In this example, we are going to ingest the sets.csv.gz file from Rebrickable into a container called raw in our Azure Data Lake Storage Account.

From the Azure Synapse Analytics Home page, click Ingest:

Screenshot of the Home page in Azure Synapse Analytics with the Ingest task highlighted.

This opens the Copy Data Tool. Let’s walk through each step!

1. Properties

On the Properties page, choose the built-in copy task. This will create a single pipeline. (The other option, metadata-driven copy task, was released in July 2021. It will create a full, dynamic, metadata-driven framework.) Keep the default run once now option:

Screenshot of the Copy Data Tool step 1, the Properties page.

Click next to move on to the Source properties.

2. Source

On the Source Dataset page, choose HTTP from the source type dropdown, then click new connection:

Screenshot of the Copy Data Tool step 2a, the Source Dataset page.

Give the linked service a name and description, and use the base URL https://cdn.rebrickable.com/media/downloads/. (You can find this URL by inspecting the links on rebrickable.com/downloads. Keep the last slash.) Change authentication type to anonymous. Click create:

Screenshot of the New Connection pane with the properties filled out.
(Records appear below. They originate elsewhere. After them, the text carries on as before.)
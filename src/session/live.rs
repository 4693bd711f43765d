//! 실시간 입찰 세션
//!
//! 화면이 열릴 때 차량 구독과 입찰 이력 구독을 맺고, 닫힐 때 둘 다 해제한다.
//! [`LiveSession::next`] 는 먼저 도착한 이벤트 하나를 상태에 반영하고 돌려준다.
// region:    --- Imports
use super::params::NavigationParams;
use super::state::LiveState;
use super::HISTORY_LIMIT;
use crate::access::{self, AccessError, AccessRequest, ViewMode};
use crate::auction::model::{AuctionItem, BidRecord};
use crate::bidding::gateway::{BidError, BidGateway, BidReceipt};
use crate::bidding::model::{Alert, ProposedAmount};
use crate::store::{DocumentStore, StoreError, Subscription};
use chrono::{Local, Utc};
use std::sync::Arc;
use std::time::Duration;
use tokio::sync::mpsc;
use tokio::time::{interval, Interval, MissedTickBehavior};
use tracing::{info, warn};

// endregion: --- Imports

// region:    --- Session Options
#[derive(Debug, Clone)]
pub struct SessionOptions {
    /// 로컬 카운트다운 주기, `None` 이면 스냅샷 수신 때만 갱신
    pub tick: Option<Duration>,
    pub history_limit: usize,
}

impl Default for SessionOptions {
    fn default() -> Self {
        Self {
            tick: Some(Duration::from_secs(1)),
            history_limit: HISTORY_LIMIT,
        }
    }
}
// endregion: --- Session Options

/// 세션이 상태에 반영한 이벤트
#[derive(Debug, Clone, PartialEq)]
pub enum SessionEvent {
    ItemUpdated,
    ItemMissing,
    HistoryUpdated,
    Ticked,
    BidSettled(Alert),
    FeedError { feed: &'static str, message: String },
    FeedEnded { feed: &'static str },
}

// region:    --- Live Session
pub struct LiveSession {
    store: Arc<dyn DocumentStore>,
    gateway: BidGateway,
    state: LiveState,
    car_feed: Option<Subscription<Option<AuctionItem>>>,
    history_feed: Option<Subscription<Vec<BidRecord>>>,
    ticker: Option<Interval>,
    settled_tx: mpsc::UnboundedSender<Result<BidReceipt, BidError>>,
    settled_rx: mpsc::UnboundedReceiver<Result<BidReceipt, BidError>>,
}

impl LiveSession {
    /// 세션 열기
    ///
    /// 차량 ID 가 없으면(게스트 미리보기) 아무것도 구독하지 않는다.
    /// 구독 실패는 로그만 남기고 빈 상태로 계속 간다.
    pub async fn open(
        store: Arc<dyn DocumentStore>,
        gateway: BidGateway,
        params: &NavigationParams,
        options: SessionOptions,
    ) -> Self {
        let resolved = params.resolve();
        let mut state = LiveState::new(&resolved);
        state.history_limit = options.history_limit;
        let (settled_tx, settled_rx) = mpsc::unbounded_channel();

        let mut session = Self {
            store,
            gateway,
            state,
            car_feed: None,
            history_feed: None,
            ticker: None,
            settled_tx,
            settled_rx,
        };

        let Some(car_id) = resolved.car_id else {
            info!("{:<12} --> 차량 ID 없음, 구독 생략", "Session");
            return session;
        };
        info!(
            "{:<12} --> 세션 시작 car={}, mode={:?}",
            "Session", car_id, resolved.mode
        );

        session.car_feed = match session.store.watch_car(&car_id).await {
            Ok(feed) => Some(feed),
            Err(e) => {
                warn!("{:<12} --> 차량 구독 실패: {:?}", "Session", e);
                None
            }
        };
        session.history_feed = match session
            .store
            .watch_bid_history(&car_id, options.history_limit)
            .await
        {
            Ok(feed) => Some(feed),
            Err(e) => {
                warn!("{:<12} --> 입찰 이력 구독 실패: {:?}", "Session", e);
                None
            }
        };
        session.ticker = options.tick.map(|period| {
            let mut ticker = interval(period);
            ticker.set_missed_tick_behavior(MissedTickBehavior::Skip);
            ticker
        });

        session
    }

    pub fn state(&self) -> &LiveState {
        &self.state
    }

    pub fn state_mut(&mut self) -> &mut LiveState {
        &mut self.state
    }

    pub fn is_subscribed(&self) -> bool {
        self.car_feed.is_some() || self.history_feed.is_some()
    }

    /// 다음 이벤트를 받아 상태에 반영
    ///
    /// 더 기다릴 것이 없으면 `None`.
    pub async fn next(&mut self) -> Option<SessionEvent> {
        if !self.is_subscribed() && self.ticker.is_none() && self.state.in_flight == 0 {
            return None;
        }

        tokio::select! {
            snapshot = recv_feed(&mut self.car_feed) => {
                Some(match snapshot {
                    Some(Ok(item)) => {
                        if self.state.apply_item(item, Utc::now()) {
                            SessionEvent::ItemUpdated
                        } else {
                            SessionEvent::ItemMissing
                        }
                    }
                    Some(Err(e)) => feed_error("car", e),
                    None => {
                        self.car_feed = None;
                        SessionEvent::FeedEnded { feed: "car" }
                    }
                })
            }
            snapshot = recv_feed(&mut self.history_feed) => {
                Some(match snapshot {
                    Some(Ok(records)) => {
                        self.state.apply_history(records, &Local);
                        SessionEvent::HistoryUpdated
                    }
                    Some(Err(e)) => feed_error("bidHistory", e),
                    None => {
                        self.history_feed = None;
                        SessionEvent::FeedEnded { feed: "bidHistory" }
                    }
                })
            }
            _ = tick(&mut self.ticker) => {
                self.state.tick(Utc::now());
                Some(SessionEvent::Ticked)
            }
            Some(result) = self.settled_rx.recv() => {
                self.state.settle_submission(&result);
                let alert = match &result {
                    Ok(receipt) => receipt.alert(),
                    Err(e) => e.alert(),
                };
                Some(SessionEvent::BidSettled(alert))
            }
        }
    }

    /// 입찰 제출
    ///
    /// 사전 조건 실패는 즉시 `Err` 로 돌려준다. 통과하면 전송은 백그라운드로
    /// 보내고 결과는 [`SessionEvent::BidSettled`] 로 도착한다. 동시에 여러 건이
    /// 진행될 수 있고 서로 순서를 맞추지 않는다.
    pub fn place_bid(&mut self, amount: impl Into<ProposedAmount>) -> Result<(), BidError> {
        let amount = amount.into();
        let mode = self.state.mode;
        let car_id = self.state.car_id.clone();

        if let Err(e) = self.gateway.check(mode, car_id.as_deref(), &amount) {
            info!("{:<12} --> 입찰 사전 조건 실패: {}", "Session", e);
            self.state.reject_locally(&e);
            return Err(e);
        }

        self.state.begin_submission();
        let gateway = self.gateway.clone();
        let settled_tx = self.settled_tx.clone();
        tokio::spawn(async move {
            let result = gateway.submit(mode, car_id.as_deref(), amount).await;
            // 세션이 먼저 닫혔으면 결과를 받을 곳이 없다
            let _ = settled_tx.send(result);
        });
        Ok(())
    }

    /// 입력창 금액으로 입찰
    pub fn place_input(&mut self) -> Result<(), BidError> {
        let input = self.state.bid_input.clone();
        self.place_bid(input)
    }

    /// 경매 참가 요청 저장
    ///
    /// 새 요청은 대기 상태로 들어가고, 승인 후 받은 코드로 [`Self::unlock`] 한다.
    pub async fn register(
        &self,
        user_name: &str,
        cnic: &str,
        whatsapp: &str,
    ) -> Result<AccessRequest, AccessError> {
        let uid = self.gateway.auth().uid().ok_or(AccessError::NotSignedIn)?;
        let request = AccessRequest::pending(uid, user_name, cnic, whatsapp);
        self.store
            .submit_access_request(request.clone())
            .await
            .map_err(|e| AccessError::Submit(e.to_string()))?;
        info!("{:<12} --> 참가 요청 접수: user={}", "Session", uid);
        Ok(request)
    }

    /// 액세스 코드로 입찰 모드 해제
    pub async fn unlock(&mut self, code: &str) -> Result<ViewMode, AccessError> {
        let uid = self.gateway.auth().uid().ok_or(AccessError::NotSignedIn)?;
        let request = self
            .store
            .access_request(uid)
            .await
            .map_err(|e| AccessError::Lookup(e.to_string()))?;
        let mode = access::unlock(request.as_ref(), code)?;
        self.state.mode = mode;
        Ok(mode)
    }

    /// 구독 해제 (여러 번 호출해도 된다)
    pub fn close(&mut self) {
        if let Some(mut feed) = self.car_feed.take() {
            feed.unsubscribe();
        }
        if let Some(mut feed) = self.history_feed.take() {
            feed.unsubscribe();
        }
        if self.ticker.take().is_some() {
            info!("{:<12} --> 세션 종료", "Session");
        }
    }
}

impl Drop for LiveSession {
    fn drop(&mut self) {
        self.close();
    }
}
// endregion: --- Live Session

fn feed_error(feed: &'static str, error: StoreError) -> SessionEvent {
    // 마지막으로 받은 상태를 그대로 보여준다
    warn!("{:<12} --> 구독 오류 ({}): {}", "Session", feed, error);
    SessionEvent::FeedError {
        feed,
        message: error.to_string(),
    }
}

async fn recv_feed<T>(feed: &mut Option<Subscription<T>>) -> Option<Result<T, StoreError>> {
    match feed {
        Some(feed) => feed.recv().await,
        None => std::future::pending().await,
    }
}

async fn tick(ticker: &mut Option<Interval>) {
    match ticker {
        Some(ticker) => {
            ticker.tick().await;
        }
        None => std::future::pending().await,
    }
}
Since we specified the base URL in the linked service, we only have to specify the file name sets.csv.gz in the relative URL. Keep the other default options. Click next:

Screenshot of the Copy Data Tool step 2a, the Source Dataset page with the properties filled out.

On the Source Configuration page, we have to specify the file format settings. If we immediately click on preview data, nothing really makes sense…

Screenshot of the Copy Data Tool step 2b, the Source Configuration page with the default file format settings.

Screenshot of the Copy Data Tool step 2b, the Source Configuration page, previewing the data.

Let’s fix that! Change the compression type to gzip (.gz), and set the compression level to optimal. Click detect text format:

Screenshot of the Copy Data Tool step 2b, the Source Configuration page with the correct file format settings configured.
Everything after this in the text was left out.